(ASI) L’Italia sta diventando sempre di più un paese multietnico e ce ne accorgiamo nella vita di tutti i giorni. Anche quando siamo fermi nel traffico cittadino è possibile notare un vertiginoso aumento delle vetture dotate di una targa straniera.

Se in molti casi si tratta di turisti venuti ad ammirare le bellezze del Belpaese o di stranieri che si sono da poco trasferiti nei nostri confini in cerca di fortuna, in molti altri casi si tratta invece di veri e propri furbetti della targa che pur vivendo e risiedendo nelle nostra città da molti anni continuano a guidare vetture immatricolate all’estero per avere tutta una serie di vantaggi economici.

Questo fenomeno riguarda sempre più auto costose e di grande cilindrata che non iscritte nel Pra, pubblico registro automobilistico, sono quasi dei fantasmi che vagano per le nostre strade e che, in caso di violazioni del codice stradale, non possono nemmeno essere multate, soprattutto per quanto attiene alla copertura assicurativa.

Queste automobili infatti non soggette ai normali controlli per la sicurezza stradale, tagliando assicurativo in regola in primis, e secondo perché lasciano spazio ai “furbetti” che non sono soggetti alle sanzioni previste dal codice stradale. L’eventuale multa infatti deve essere fatta dagli organi preposti in flagranza e la somma dovuta riscossa in contanti. Nel caso il guidatore ne sia sprovvisto scatta il fermo del veicolo.

Questa però è solo la punta dell’iceberg visto che i conducenti e proprietari delle auto con targhe straniere non pagano il bollo auto né gli elevati premi assicurativi in caso di possesso di auto di grossa cilindrata, non subiscono la revoca o sospensione della patente né la sottrazione di punti e di conseguenza non pagano la sanzione amministrativa, passano praticamente inosservati sotto le telecamere di Tutor, ztl e autovelox.

Ciò ha ripercussioni anche in caso di incidente con una vettura “italiana” visto che chi ne rimane vittima è poi costretto a rivolgersi all’Uci, l’ufficio centrale italiano, creato nel 1953 nell’ambito del sistema della carta verde. Questo, nello specifico, si occupa di gestire le problematiche relative al risarcimento dei danni causati sul nostro territorio da veicoli immatricolati o registrati in Stati esteri che circolano temporaneamente nella Penisola e, con alcune particolarità, anche degli incidenti subiti all’estero da veicoli italiani.

La normativa

Per carità, circolare in un paese straniero con la propria auto è più che legittimo e per farlo basta appunto la già citata carta verde, ovvero il tagliano allegato all’assicurazione auto che ci “copre” quando siamo all’estero, ma questa circolazione è permessa solo per un determinato periodo.

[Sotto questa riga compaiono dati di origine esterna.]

// ---------------------------------------------------------------------------
// Message
// ---------------------------------------------------------------------------

/// A mailbox entry — one direct message between two principals.
///
/// Inbox messages are authenticated: `from` equals the remote end of
/// the session that delivered them.
#[derive(Clone, Debug, Serialize, Deserialize)]
#[serde(rename_all = "camelCase")]
pub struct Message {
    /// Random 128-bit identifier, unique within a mailbox.
    pub id: MessageId,
    /// Sender principal.
    pub from: Principal,
    /// Sender's display nick at send time, if any.
    #[serde(default, skip_serializing_if = "Option::is_none")]
    pub from_nick: Option<String>,
    /// Recipient principal.
    pub to: Principal,
    /// Message body, treated as UTF-8 text at the boundary.
    pub content: String,
    /// Creation time, ms since epoch.
    pub timestamp: Timestamp,
    /// Current delivery state.
    pub status: MessageStatus,
}

// ---------------------------------------------------------------------------
// Visibility
// ---------------------------------------------------------------------------

/// PX-1 sharing class of a peer record.
#[derive(Clone, Copy, Debug, Default, Eq, PartialEq, Serialize, Deserialize)]
#[serde(rename_all = "lowercase")]
pub enum Visibility {
    /// Gossipable to anyone.
    #[default]
    Public,
    /// Shared only over authenticated sessions.
    Friends,
    /// Never shared.
    Private,
}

Su questo l’articolo 132 del codice della strada è eloquente e non lascia spazio ad interpretazioni: un veicolo immatricolato all’estero può tranquillamente circolare in Italia ma per un tempo massimo di un anno dopodiché il proprietario dovrà provvedere a fra registrare il veicolo presso i nostri enti ottenendo una targa “italiana” ed adempiendo a tutti gli altri obblighi.

Da quando però sono state abolite le frontiere non ci sono più organi o persone preposte a registrare l’ingresso di vetture o persone nei nostri confini quindi determinare il tempo di permanenza è diventato pressoché impossibile anche se, sempre l’articolo 132, suggerisce che nel caso il proprietario della vettura abbia stabilito la propria residenza in Italia da almeno un anno anche la vettura si presente nel nostro territorio dallo stesso lasso di tempo. A quel punto dovrebbe essere il proprietario a dimostrare che la sua vettura circola in Italia da meno di 12 mesi.

 

Una moda contagiosa

Insomma, circolare con una targa straniere conviene e gli italiani, denunciano alcune associazioni di consumatori, hanno iniziato a seguire questo esempio.

Ma se si risiede in Italia come si fa? Semplice basta utilizzare un prestanome, che può essere un amico o un parente residente all’estero, che si intesti una qualsiasi vettura e poi la lasci condurre ad un altro ed il gioco è fatto. Altri hanno invece a fatto immatricolare all’estero le loro vetture aziendali e gli altri mezzi di trasporto che utilizzano per la loro attività commerciale.

Il tutto con beffa per gli automobilisti diligenti e le casse dello Stato.